Deep Learning using Quantum Annealers
By Amey Patil, Associate Data Scientist at AlgoAnalytics

Using D-Wave’s Quantum Annealer for pre-training of Deep Neural Networks

Despite the relentless pace of progress in computer architectures and the exponential growth in computational powers over the last few decades, there are still many problems that today’s computers can not solve. Some of these problems await the next generation of semiconductors to solve them. Others will likely remain beyond the reach of classical computers forever. The prospect of finally finding a solution to these “classically intractable” problems is setting people abuzz at the dawn of the era of Quantum Computing.

What is Quantum Computing?

Conventional computers operate with binary digits (bits) i.e they can have a definite state of either ‘0’ or ‘1’, Quantum Computers, on the other hand, have as its fundamental unit a quantum bit (qubit) which exploits quantum phenomena such as quantum superposition that allows the qubit to remain in an ambiguous(quantum) state between ‘0’ and ‘1’and quantum entanglement which makes a qubit influence another qubit’s state. The simultaneous ambiguity and co-ordination allow quantum computers to scale exponentially, doubling in capacity with each added qubit. This exponential scaling brings some NP problems, which otherwise might take millions of years to solve on even the most powerful classical computers, within the reach of quantum computers!

Quantum Annealing vs Universal Gate Quantum Computers

Developers of Quantum computers have taken different approaches and are using different materials to form qubits [2]. NTT Corporation has used photons as qubits [3], IonQ is developing trapped-ions based qubits [4]. Today’s state-of-the-art quantum computers, however, are made using super-conductors with D’Wave, IBM and Google leading the race. Architecturally, quantum computers can be found in two forms:

Quantum Annealers: The D-Wave machine is a quantum annealer running adiabatic quantum computing algorithms. This is great for optimizing solutions to problems by quickly searching over a space and finding a solution or for other applications such as sampling.

Universal Gate Quantum Computers: Manufactured by IBM and Google, a universal gate quantum computing system relies on building quantum circuit operations which sequentially perform operations on the qubits. These individual operations allow us to have better control over the transformations applied to qubits.

This design means that a universal gate quantum computer can perform several quantum algorithms that cannot directly(or efficiently) run on a quantum annealer, but this approach comes with its own challenges and a different design than a quantum annealer. D-Wave’s approach has allowed it to scale its system substantially.

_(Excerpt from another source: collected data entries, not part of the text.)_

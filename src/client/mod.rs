//! HTTP client and request execution for the GoCardless API.
//!
//! This module provides the main entry point [`GoCardlessClient`] along with
//! the machinery every call shares: request option resolution, the retry
//! executor, envelope decoding and cursor pagination.
//!
//! # Example
//!
//! ```no_run
//! use gocardless_rs::GoCardlessClient;
//! use gocardless_rs::api::CurrencyExchangeRateListParams;
//!
//! # async fn example() -> gocardless_rs::Result<()> {
//! let client = GoCardlessClient::sandbox("sandbox_token")?;
//!
//! let page = client
//!     .currency_exchange_rates()
//!     .list(&CurrencyExchangeRateListParams::default(), &[])
//!     .await?;
//! # Ok(())
//! # }
//! ```

mod config;
pub mod envelope;
mod http;
mod options;
pub mod paginated;
pub mod query;
pub mod retry;

pub use config::{default_user_agent, ClientConfig, RetryConfig, CLIENT_LIBRARY, CLIENT_VERSION};
pub use envelope::Envelope;
pub use http::{GoCardlessClient, ACCESS_TOKEN_VAR, ENVIRONMENT_VAR};
pub use options::{new_idempotency_key, RequestOption, RequestOptions};
pub use paginated::{CursorParams, ListPagingIterator, PaginatedStream};
pub use retry::RetryPolicy;
pub(crate) use http::ClientInner;
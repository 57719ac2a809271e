//! Retry executor shared by every API call.

use std::future::Future;
use std::time::Duration;

use tokio::time::Instant;

use super::config::RetryConfig;
use crate::{Error, Result};

/// How a single call is retried.
#[derive(Debug, Clone)]
pub struct RetryPolicy {
    /// Attempts allowed after the first one fails
    pub retries: u32,
    /// Delay schedule between attempts
    pub backoff: RetryConfig,
    /// Instant after which no attempt is started or awaited
    pub deadline: Option<Instant>,
}

impl RetryPolicy {
    /// Immediate retries, no deadline.
    pub fn new(retries: u32) -> Self {
        Self {
            retries,
            backoff: RetryConfig::default(),
            deadline: None,
        }
    }

    /// Use `backoff` to space out attempts.
    pub fn with_backoff(mut self, backoff: RetryConfig) -> Self {
        self.backoff = backoff;
        self
    }

    /// Stop the call once `timeout` has passed from now.
    pub fn with_timeout(mut self, timeout: Option<Duration>) -> Self {
        self.deadline = timeout.map(|t| Instant::now() + t);
        self
    }

    fn expired(&self) -> bool {
        self.deadline.is_some_and(|d| Instant::now() >= d)
    }
}

/// Run `attempt` until it succeeds or the policy is exhausted.
///
/// `attempt` receives the 0-based attempt number. It is called once, then
/// again after each retryable failure, up to `policy.retries` more times.
/// The first success is returned; otherwise the last error, unchanged.
/// Once the deadline passes the call ends with [`Error::Timeout`], including
/// when it passes mid-attempt.
///
/// # Example
///
/// ```
/// use gocardless_rs::client::retry::{execute, RetryPolicy};
/// use gocardless_rs::Error;
///
/// # #[tokio::main(flavor = "current_thread")]
/// # async fn main() {
/// let result = execute(&RetryPolicy::new(2), |n| async move {
///     if n < 2 { Err(Error::MissingResult) } else { Ok(n) }
/// })
/// .await;
/// assert_eq!(result.unwrap(), 2);
/// # }
/// ```
pub async fn execute<T, F, Fut>(policy: &RetryPolicy, mut attempt: F) -> Result<T>
where
    F: FnMut(u32) -> Fut,
    Fut: Future<Output = Result<T>>,
{
    let mut n = 0;

    loop {
        if policy.expired() {
            return Err(Error::Timeout);
        }

        let result = match policy.deadline {
            Some(deadline) => tokio::time::timeout_at(deadline, attempt(n))
                .await
                .unwrap_or(Err(Error::Timeout)),
            None => attempt(n).await,
        };

        let err = match result {
            Ok(value) => return Ok(value),
            Err(err) => err,
        };

        if n >= policy.retries || !err.is_retryable() {
            return Err(err);
        }

        tracing::warn!(
            attempt = n + 1,
            remaining = policy.retries - n,
            error = %err,
            "request attempt failed; retrying"
        );

        let delay = policy.backoff.backoff_for_attempt(n);
        if !delay.is_zero() {
            match policy.deadline {
                Some(deadline) if Instant::now() + delay >= deadline => {
                    return Err(Error::Timeout);
                }
                _ => tokio::time::sleep(delay).await,
            }
        }

        n += 1;
    }
}
//! Query string encoding for list filters.
//!
//! Parameters are serialized through `serde_json` and flattened, so nested
//! filters use the API's bracket form (`created_at[gte]=...`). Unset (`None`)
//! fields and zero values (empty strings, `0`, `false`) are left out entirely.

use serde::Serialize;
use serde_json::Value;

use crate::{Error, Result};

/// Flatten `params` into `(name, value)` query pairs.
///
/// # Errors
///
/// Returns an error if `params` does not serialize to a JSON object.
pub fn to_query_pairs<T: Serialize>(params: &T) -> Result<Vec<(String, String)>> {
    let mut pairs = Vec::new();
    match serde_json::to_value(params)? {
        Value::Object(fields) => {
            for (name, value) in fields {
                flatten(name, value, &mut pairs);
            }
        }
        Value::Null => {}
        other => {
            return Err(Error::InvalidInput(format!(
                "Query parameters must be an object, got {}",
                other
            )))
        }
    }
    Ok(pairs)
}

fn flatten(name: String, value: Value, out: &mut Vec<(String, String)>) {
    match value {
        Value::Null | Value::Bool(false) => {}
        Value::String(s) if s.is_empty() => {}
        Value::Number(n) if is_zero(&n) => {}
        Value::String(s) => out.push((name, s)),
        Value::Bool(true) => out.push((name, "true".to_string())),
        Value::Number(n) => out.push((name, n.to_string())),
        Value::Array(items) => {
            for item in items {
                flatten(name.clone(), item, out);
            }
        }
        Value::Object(fields) => {
            for (key, value) in fields {
                flatten(format!("{}[{}]", name, key), value, out);
            }
        }
    }
}

fn is_zero(n: &serde_json::Number) -> bool {
    n.as_u64() == Some(0) || n.as_i64() == Some(0) || n.as_f64().is_some_and(|f| f == 0.0)
}
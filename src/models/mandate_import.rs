//! Mandate import model.

use chrono::{DateTime, Utc};
use serde::{Deserialize, Serialize};

use super::enums::{MandateImportStatus, Scheme};
use super::primitives::MandateImportId;
use super::resource::Resource;

/// A batch of mandates being moved onto GoCardless from another provider.
///
/// Imports are created empty, filled with entries, then submitted for
/// processing or cancelled. Only `id` is required when decoding.
#[derive(Debug, Clone, PartialEq, Serialize, Deserialize)]
pub struct MandateImport {
    /// Unique identifier, beginning with `IM`
    pub id: MandateImportId,
    /// When the import was created
    #[serde(default, skip_serializing_if = "Option::is_none")]
    pub created_at: Option<DateTime<Utc>>,
    /// Scheme every mandate in the import runs on
    #[serde(default)]
    pub scheme: Scheme,
    /// Current lifecycle state
    #[serde(default)]
    pub status: MandateImportStatus,
}

impl Resource for MandateImport {
    const PATH: &'static str = "/mandate_imports";
    const KEY: &'static str = "mandate_imports";
}
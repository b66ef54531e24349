//! End-to-end session against a scripted Bancho server
//!
//! A local TCP listener plays the part of the IRC gateway: it accepts the
//! login, confirms the JOIN, emits BanchoBot notices and records every line
//! the bot writes back.

use osu_autohost::bancho::{BanchoClient, BanchoConnection, EventTranslator, UnratedBeatmapLookup};
use osu_autohost::config::BanchoSettings;
use osu_autohost::lobby::{DifficultyGate, LobbyClient, LobbyController};
use osu_autohost::service::{run_event_loop, StopReason};
use std::sync::Arc;
use std::time::Duration;
use tokio::io::{AsyncBufReadExt, AsyncWriteExt, BufReader};
use tokio::net::tcp::OwnedWriteHalf;
use tokio::net::TcpListener;
use tokio::time::timeout;

const CHANNEL: &str = "#mp_42";

async fn send(writer: &mut OwnedWriteHalf, line: &str) {
    writer
        .write_all(format!("{}\r\n", line).as_bytes())
        .await
        .unwrap();
}

fn notice(text: &str) -> String {
    format!(":BanchoBot!cho@ppy.sh PRIVMSG {} :{}", CHANNEL, text)
}

#[tokio::test]
async fn test_session_rotates_host_over_the_wire() {
    let listener = TcpListener::bind("127.0.0.1:0").await.unwrap();
    let port = listener.local_addr().unwrap().port();

    let server = tokio::spawn(async move {
        let (stream, _) = listener.accept().await.unwrap();
        let (read_half, mut writer) = stream.into_split();
        let mut lines = BufReader::new(read_half).lines();
        let mut received = Vec::new();

        // PASS, NICK, USER
        for _ in 0..3 {
            received.push(lines.next_line().await.unwrap().unwrap());
        }
        send(&mut writer, ":cho.ppy.sh 001 autohost :Welcome to the osu!Bancho.").await;

        let join = lines.next_line().await.unwrap().unwrap();
        assert_eq!(join, format!("JOIN {}", CHANNEL));
        received.push(join);
        send(&mut writer, &format!(":autohost!cho@ppy.sh JOIN :{}", CHANNEL)).await;

        for line in [
            notice("autohost joined in slot 1."),
            notice("peppy joined in slot 2."),
            "PING :cho.ppy.sh".to_string(),
            // chatter from players is ignored
            format!(":peppy!cho@ppy.sh PRIVMSG {} :The match has finished!", CHANNEL),
            notice("The match has started!"),
            notice("peppy finished playing (Score: 727000, PASSED)."),
            notice("The match has finished!"),
        ] {
            send(&mut writer, &line).await;
        }

        let handover = format!("PRIVMSG {} :!mp host peppy", CHANNEL);
        while let Ok(Some(line)) = lines.next_line().await {
            let done = line == handover;
            received.push(line);
            if done {
                break;
            }
        }

        send(&mut writer, &notice("Closed the match")).await;

        while let Ok(Some(line)) = lines.next_line().await {
            let done = line.starts_with("QUIT");
            received.push(line);
            if done {
                break;
            }
        }
        received
    });

    let settings = BanchoSettings {
        host: "127.0.0.1".to_string(),
        port,
        username: "autohost".to_string(),
        password: "hunter2".to_string(),
        ..BanchoSettings::default()
    };

    let session = async {
        let mut connection = BanchoConnection::connect(&settings, Duration::from_secs(5)).await?;
        connection.join(CHANNEL).await?;

        let translator = EventTranslator::new("autohost", Arc::new(UnratedBeatmapLookup));
        let (client, events) = BanchoClient::start(connection, CHANNEL, translator);
        let mut controller = LobbyController::new(client.clone(), DifficultyGate::unrestricted())?;

        let reason = run_event_loop(&mut controller, events, std::future::pending()).await;
        client.disconnect().await?;

        anyhow::Ok((reason, controller.current_host().map(str::to_string)))
    };

    let (reason, host) = timeout(Duration::from_secs(10), session)
        .await
        .expect("session timed out")
        .unwrap();
    assert_eq!(reason, StopReason::RoomClosed);
    assert_eq!(host.as_deref(), Some("peppy"));

    let received = timeout(Duration::from_secs(10), server)
        .await
        .expect("server timed out")
        .unwrap();

    assert_eq!(received[0], "PASS hunter2");
    assert!(received.contains(&"PONG :cho.ppy.sh".to_string()));

    let prefix = format!("PRIVMSG {} :", CHANNEL);
    let privmsgs: Vec<&str> = received
        .iter()
        .filter_map(|line| line.strip_prefix(prefix.as_str()))
        .collect();
    assert_eq!(
        privmsgs,
        vec![
            "!mp host autohost",
            "Upcoming hosts: autohost",
            "Upcoming hosts: autohost, peppy",
            "!mp host peppy",
            "Upcoming hosts: ",
        ]
    );
    assert!(received.last().is_some_and(|line| line.starts_with("QUIT")));
}

#[tokio::test]
async fn test_dropped_connection_ends_session() {
    let listener = TcpListener::bind("127.0.0.1:0").await.unwrap();
    let port = listener.local_addr().unwrap().port();

    tokio::spawn(async move {
        let (stream, _) = listener.accept().await.unwrap();
        let (read_half, mut writer) = stream.into_split();
        let mut lines = BufReader::new(read_half).lines();

        for _ in 0..3 {
            lines.next_line().await.unwrap();
        }
        send(&mut writer, ":cho.ppy.sh 001 autohost :Welcome to the osu!Bancho.").await;
        lines.next_line().await.unwrap();
        send(&mut writer, &format!(":autohost!cho@ppy.sh JOIN :{}", CHANNEL)).await;
        send(&mut writer, &notice("peppy joined in slot 2.")).await;

        let announce = format!("PRIVMSG {} :Upcoming hosts: peppy", CHANNEL);
        while let Ok(Some(line)) = lines.next_line().await {
            if line == announce {
                break;
            }
        }
        // dropping both halves closes the socket
    });

    let settings = BanchoSettings {
        host: "127.0.0.1".to_string(),
        port,
        username: "autohost".to_string(),
        password: "hunter2".to_string(),
        ..BanchoSettings::default()
    };

    let session = async {
        let mut connection = BanchoConnection::connect(&settings, Duration::from_secs(5)).await?;
        connection.join(CHANNEL).await?;

        let translator = EventTranslator::new("autohost", Arc::new(UnratedBeatmapLookup));
        let (client, events) = BanchoClient::start(connection, CHANNEL, translator);
        let mut controller = LobbyController::new(client.clone(), DifficultyGate::unrestricted())?;

        let reason = run_event_loop(&mut controller, events, std::future::pending()).await;
        anyhow::Ok((reason, controller.queue().upcoming(), client.is_connected()))
    };

    let (reason, upcoming, connected) = timeout(Duration::from_secs(10), session)
        .await
        .expect("session timed out")
        .unwrap();

    assert_eq!(reason, StopReason::Disconnected);
    assert_eq!(upcoming, vec!["peppy"]);
    assert!(!connected);
}
//! Bancho integration for the autohost bot
//!
//! This module handles the IRC gateway connection, BanchoBot message parsing,
//! beatmap star rating lookups and the [`crate::lobby::LobbyClient`]
//! implementation built on top of them.

pub mod beatmaps;
pub mod client;
pub mod connection;
pub mod events;
pub mod messages;

// Re-export commonly used types
pub use beatmaps::{BeatmapLookup, OsuApiBeatmapLookup, UnratedBeatmapLookup};
pub use client::BanchoClient;
pub use connection::BanchoConnection;
pub use events::EventTranslator;
pub use messages::{IrcMessage, MultiplayerNotice};
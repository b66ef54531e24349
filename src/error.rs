//! Error types for the autohost bot
//!
//! This module defines all error types using anyhow for consistent error handling
//! throughout the application.

/// Result type alias for convenience
pub type Result<T> = anyhow::Result<T>;

/// Custom error types for specific autohost scenarios
#[derive(Debug, thiserror::Error)]
pub enum AutohostError {
    #[error("Configuration error: {message}")]
    Configuration { message: String },

    #[error("Connection to {address} failed: {message}")]
    ConnectionFailed { address: String, message: String },

    #[error("Authentication rejected for {username}: {message}")]
    AuthenticationFailed { username: String, message: String },

    #[error("Protocol error: {message}")]
    Protocol { message: String },

    #[error("Beatmap lookup failed for {beatmap_id}: {reason}")]
    BeatmapLookupFailed { beatmap_id: u64, reason: String },

    #[error("Lobby command '{command}' failed: {reason}")]
    CommandFailed { command: String, reason: String },

    #[error("Client is disconnected")]
    Disconnected,
}

impl AutohostError {
    pub fn config(message: impl Into<String>) -> Self {
        AutohostError::Configuration {
            message: message.into(),
        }
    }
}
//! osu-autohost - host rotation bot for osu! multiplayer rooms
//!
//! This crate joins a single multiplayer room over Bancho's IRC gateway,
//! rotates host through a queue of players after every match and optionally
//! keeps beatmap picks inside a star rating band.

pub mod bancho;
pub mod config;
pub mod error;
pub mod lobby;
pub mod metrics;
pub mod service;
pub mod types;

// Re-export commonly used types and traits
pub use error::{AutohostError, Result};
pub use types::*;

// Re-export key components
pub use lobby::{DifficultyGate, HostQueue, LobbyClient, LobbyController};
pub use service::AutohostService;

/// Library version
pub const VERSION: &str = env!("CARGO_PKG_VERSION");
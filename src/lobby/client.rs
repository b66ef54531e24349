//! Lobby client trait
//!
//! This module defines the interface the controller uses to act on the
//! multiplayer room. The production implementation lives in
//! [`crate::bancho::client`]; tests substitute mocks.

use crate::error::Result;
use crate::types::{TeamMode, WinCondition};
use async_trait::async_trait;

/// Commands the controller can issue against the joined room
#[cfg_attr(test, mockall::automock)]
#[async_trait]
pub trait LobbyClient: Send + Sync {
    /// Apply team mode, win condition and slot count
    async fn set_settings(
        &self,
        team_mode: TeamMode,
        win_condition: WinCondition,
        slots: u8,
    ) -> Result<()>;

    /// Set the active mods, optionally letting players pick their own
    async fn set_mods(&self, mods: &str, freemod: bool) -> Result<()>;

    /// Rename the room
    async fn set_name(&self, name: &str) -> Result<()>;

    /// Hand host to `player`
    async fn set_host(&self, player: &str) -> Result<()>;

    /// Abort the match in progress
    async fn abort_match(&self) -> Result<()>;

    /// Say something in the room channel
    async fn send_message(&self, text: &str) -> Result<()>;

    /// Leave the server
    async fn disconnect(&self) -> Result<()>;
}
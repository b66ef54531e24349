//! Star rating lookups against the osu! web API (v1)

use crate::error::{AutohostError, Result};
use async_trait::async_trait;
use reqwest::Client;
use serde::Deserialize;
use std::time::Duration;
use tracing::debug;

/// Resolves the star rating of a beatmap
#[cfg_attr(test, mockall::automock)]
#[async_trait]
pub trait BeatmapLookup: Send + Sync {
    /// `Ok(None)` when the beatmap is unknown or has no rating
    async fn star_rating(&self, beatmap_id: u64) -> Result<Option<f64>>;
}

/// Entry of the `get_beatmaps` response; the API sends numbers as strings
#[derive(Debug, Deserialize)]
struct ApiBeatmap {
    difficultyrating: Option<String>,
}

/// Lookup backed by `GET /api/get_beatmaps`
pub struct OsuApiBeatmapLookup {
    http: Client,
    base_url: String,
    api_key: String,
}

impl OsuApiBeatmapLookup {
    pub fn new(base_url: &str, api_key: &str, timeout: Duration) -> Result<Self> {
        let http = Client::builder()
            .timeout(timeout)
            .user_agent(concat!("osu-autohost/", env!("CARGO_PKG_VERSION")))
            .build()?;

        Ok(Self {
            http,
            base_url: base_url.trim_end_matches('/').to_string(),
            api_key: api_key.to_string(),
        })
    }
}

#[async_trait]
impl BeatmapLookup for OsuApiBeatmapLookup {
    async fn star_rating(&self, beatmap_id: u64) -> Result<Option<f64>> {
        let url = format!("{}/get_beatmaps", self.base_url);
        let beatmap = beatmap_id.to_string();

        let response = self
            .http
            .get(&url)
            .query(&[("k", self.api_key.as_str()), ("b", beatmap.as_str())])
            .send()
            .await
            .and_then(|response| response.error_for_status())
            .map_err(|e| AutohostError::BeatmapLookupFailed {
                beatmap_id,
                reason: e.to_string(),
            })?;

        let beatmaps: Vec<ApiBeatmap> =
            response
                .json()
                .await
                .map_err(|e| AutohostError::BeatmapLookupFailed {
                    beatmap_id,
                    reason: e.to_string(),
                })?;

        let rating = parse_rating(&beatmaps);
        debug!("Beatmap {} rated {:?}", beatmap_id, rating);
        Ok(rating)
    }
}

fn parse_rating(beatmaps: &[ApiBeatmap]) -> Option<f64> {
    beatmaps
        .first()?
        .difficultyrating
        .as_deref()?
        .parse::<f64>()
        .ok()
        .filter(|rating| rating.is_finite())
}

/// Used when no API key is configured: every beatmap is unrated
#[derive(Debug, Default, Clone)]
pub struct UnratedBeatmapLookup;

#[async_trait]
impl BeatmapLookup for UnratedBeatmapLookup {
    async fn star_rating(&self, _beatmap_id: u64) -> Result<Option<f64>> {
        Ok(None)
    }
}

Despite these restrictions on a Quantum Annealer it has many applications, from optimizing multivariable problems with unprecedented speed to quantum artificial intelligence (AI). In this article, we are exploring one such application where the training of Deep Neural Networks can benefit from Quantum Annealing using Deep Belief Networks.

Methodology

In Deep Learning, a well-known approach for training a Deep Neural Network starts by training a generative Deep Belief Network model, and then fine-tuning the weights using back-propagation or other discriminative machine-learning techniques. We test this method using a coarse-grained version of the MNIST digit data set[5].

The motivation behind this work comes from the basic principle of how Deep Belief Networks work. A Deep Belief Network is a stack of Restricted Boltzmann Machines, which is an unsupervised probabilistic deep learning model. These models are trained using the model’s “lowest energy configuration” which is fundamentally an intractable problem for classical computers. In most practical use-cases we make do with sub-optimal samples (using Gibb’s Sampling) and compensate by making several updates instead. However, now with quantum computers we do not need to bargain a trade-off and can expect rapid training on Deep Belief Networks. All else being equal, we are trying to see what improvements can sampling from Quantum Annealer offer compared to classical methods for pre-training.

Pre-Training Neural Networks with Deep Belief Networks

In general, in any model training exercise, instead of starting with randomly initialized weights, it is desirable to have the weights primed to our data set before-hand. Here, we train Deep Belief Networks in an unsupervised manner on the data set and use its weights as an initial point for our neural network. Such pre-training may help both in terms of optimization and in terms of generalization.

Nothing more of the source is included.